Life requires series of changes by time. What worked for you while you were a millionaire can be against you while you are racing to become a billionaire. Answers change by the day. You know it is right to say Obama is the president of United States today if you say that by 21st of January, 2017 you will be wrong. I’ll advise you…love your fiancé the way she is and for who she is. An attempt to modify her into the 20th century version of your mum in a 21st century world will yield nothing but disaster. Live in the moment. Stop placing your mum over her. And don’t also look down on your mum. She will feel insecure if your relationship with your mum is awkward.
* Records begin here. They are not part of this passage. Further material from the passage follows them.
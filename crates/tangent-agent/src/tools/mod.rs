//! Tool descriptors and their invocation machinery.

use serde::{Deserialize, Serialize};
use serde_json::{Map, Value, json};
use std::future::Future;
use std::pin::Pin;
use std::sync::Arc;

use tangent::chat::ToolSchema;

use crate::agent::Agent;
use crate::context::AgentRunContext;

pub(crate) mod invoke;
pub mod registry;

pub use registry::ToolRegistry;

/// Arguments a tool is invoked with.
pub type ToolArgs = Map<String, Value>;

type ToolFuture = Pin<Box<dyn Future<Output = anyhow::Result<Value>> + Send>>;
type Callable = Arc<dyn Fn(ToolArgs, Option<AgentRunContext>) -> ToolFuture + Send + Sync>;

/// What a descriptor dispatches to.
#[derive(Clone)]
pub(crate) enum ToolKind {
    /// A plain callable.
    Function(Callable),
    /// A nested agent run as a tool; its stream is re-emitted downstream.
    Agent(Agent),
}

/// A tool exposed to the model.
#[derive(Clone)]
pub struct ToolDescriptor {
    name: String,
    description: String,
    parameters: Value,
    requires_confirmation: bool,
    takes_context: bool,
    kind: ToolKind,
}

impl ToolDescriptor {
    /// An async tool from a callable taking the parsed arguments.
    pub fn function<F, Fut>(
        name: impl Into<String>,
        description: impl Into<String>,
        parameters: Value,
        f: F,
    ) -> Self
    where
        F: Fn(ToolArgs) -> Fut + Send + Sync + 'static,
        Fut: Future<Output = anyhow::Result<Value>> + Send + 'static,
    {
        let callable: Callable = Arc::new(move |args, _context| Box::pin(f(args)));
        Self {
            name: name.into(),
            description: description.into(),
            parameters,
            requires_confirmation: false,
            takes_context: false,
            kind: ToolKind::Function(callable),
        }
    }

    /// An async tool whose callable also receives the run context.
    pub fn function_with_context<F, Fut>(
        name: impl Into<String>,
        description: impl Into<String>,
        parameters: Value,
        f: F,
    ) -> Self
    where
        F: Fn(ToolArgs, AgentRunContext) -> Fut + Send + Sync + 'static,
        Fut: Future<Output = anyhow::Result<Value>> + Send + 'static,
    {
        let callable: Callable = Arc::new(move |args, context| {
            // The invoker always passes a context for context-taking tools.
            let context = context.unwrap_or_default();
            Box::pin(f(args, context))
        });
        Self {
            name: name.into(),
            description: description.into(),
            parameters,
            requires_confirmation: false,
            takes_context: true,
            kind: ToolKind::Function(callable),
        }
    }

    /// A synchronous tool; runs on the blocking thread pool so it cannot
    /// stall event emission.
    pub fn blocking<F>(
        name: impl Into<String>,
        description: impl Into<String>,
        parameters: Value,
        f: F,
    ) -> Self
    where
        F: Fn(ToolArgs) -> anyhow::Result<Value> + Send + Sync + 'static,
    {
        let f = Arc::new(f);
        let callable: Callable = Arc::new(move |args, _context| {
            let f = Arc::clone(&f);
            Box::pin(async move {
                tokio::task::spawn_blocking(move || f(args))
                    .await
                    .map_err(|e| anyhow::anyhow!("blocking tool panicked: {e}"))?
            })
        });
        Self {
            name: name.into(),
            description: description.into(),
            parameters,
            requires_confirmation: false,
            takes_context: false,
            kind: ToolKind::Function(callable),
        }
    }

    /// Wrap an agent as a tool of another agent.
    ///
    /// Invoking it runs the nested agent's streaming API on the `input`
    /// argument; events are re-emitted into the parent stream when the run
    /// context enables downstream passthrough.
    pub fn from_agent(agent: &Agent) -> Self {
        let name = agent
            .name()
            .map(str::to_string)
            .unwrap_or_else(|| format!("agent_{}", agent.id()));
        let description = agent
            .description()
            .unwrap_or("Delegate a task to a nested agent.")
            .to_string();
        Self {
            name,
            description,
            parameters: json!({
                "type": "object",
                "properties": {
                    "input": {
                        "type": "string",
                        "description": "Input passed to the nested agent.",
                    }
                },
                "required": ["input"],
            }),
            requires_confirmation: false,
            takes_context: false,
            kind: ToolKind::Agent(agent.clone()),
        }
    }

    pub fn with_name(mut self, name: impl Into<String>) -> Self {
        self.name = name.into();
        self
    }

    pub fn with_description(mut self, description: impl Into<String>) -> Self {
        self.description = description.into();
        self
    }

    /// Gate the tool behind the confirmation handshake.
    pub fn with_confirmation(mut self, requires_confirmation: bool) -> Self {
        self.requires_confirmation = requires_confirmation;
        self
    }

    pub fn name(&self) -> &str {
        &self.name
    }

    pub fn description(&self) -> &str {
        &self.description
    }

    pub fn parameters(&self) -> &Value {
        &self.parameters
    }

    pub fn requires_confirmation(&self) -> bool {
        self.requires_confirmation
    }

    pub fn schema(&self) -> ToolSchema {
        ToolSchema {
            name: self.name.clone(),
            description: self.description.clone(),
            parameters: self.parameters.clone(),
        }
    }

    pub(crate) fn kind(&self) -> &ToolKind {
        &self.kind
    }

    pub(crate) fn takes_context(&self) -> bool {
        self.takes_context
    }
}

impl std::fmt::Debug for ToolDescriptor {
    fn fmt(&self, f: &mut std::fmt::Formatter<'_>) -> std::fmt::Result {
        f.debug_struct("ToolDescriptor")
            .field("name", &self.name)
            .field("requires_confirmation", &self.requires_confirmation)
            .field(
                "kind",
                &match self.kind {
                    ToolKind::Function(_) => "function",
                    ToolKind::Agent(_) => "agent",
                },
            )
            .finish()
    }
}

/// Outcome of one tool call as it lands in the transcript and the result
/// list: the call identity, the arguments as invoked (after hook mutation),
/// the returned value and optional metadata.
#[derive(Debug, Clone, Serialize, Deserialize, PartialEq)]
pub struct ToolCallResult {
    pub id: String,
    pub name: String,
    pub arguments: Map<String, Value>,
    pub result: Value,
    #[serde(default, skip_serializing_if = "Option::is_none")]
    pub metadata: Option<Map<String, Value>>,
}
Learn to put people where they belong. Your mom might have sacrificed a lot for you. but she’s not Jesus. She should not make you a baby when you have a lady you’re committed to already. In days to come some “young armies” will be calling you dad and asking you questions. You have failed if everything you’re telling them is what “my mummy said”. Have a heart of your own. You will need to change the culture if you must have a better marriage than your parents are having. Be willing to explore the adventure marriage will bring you. Take the leap and don’t be confined by the farmiliarity of family tradition if you intend to go far. Nothing strangles success like psychosclerosis and homeostasis. Do yourself a favour and look up what it means before I write you again. May you have a fulfilling home.

Amore cum ab,
Yeni Manuel.

© yenimanuel@yahoo.com | 2016

About the author

Yeni Manuel

Ayeni Emmanuel Olaoluwa; Yeni Manuel for short is a young and agile man with the vision to "light up your light". He holds a Bachelor of Engineering degree in Civil Engineering from Nigeria's foremost University of Technology; The Federal University of Technology, Akure. He has passion for writing and a legendary penchant for human development. He loves reading, travelling, researching, counselling and taking time to talk people to life. He's a practising graduate engineer and certified PMP and he enjoys it.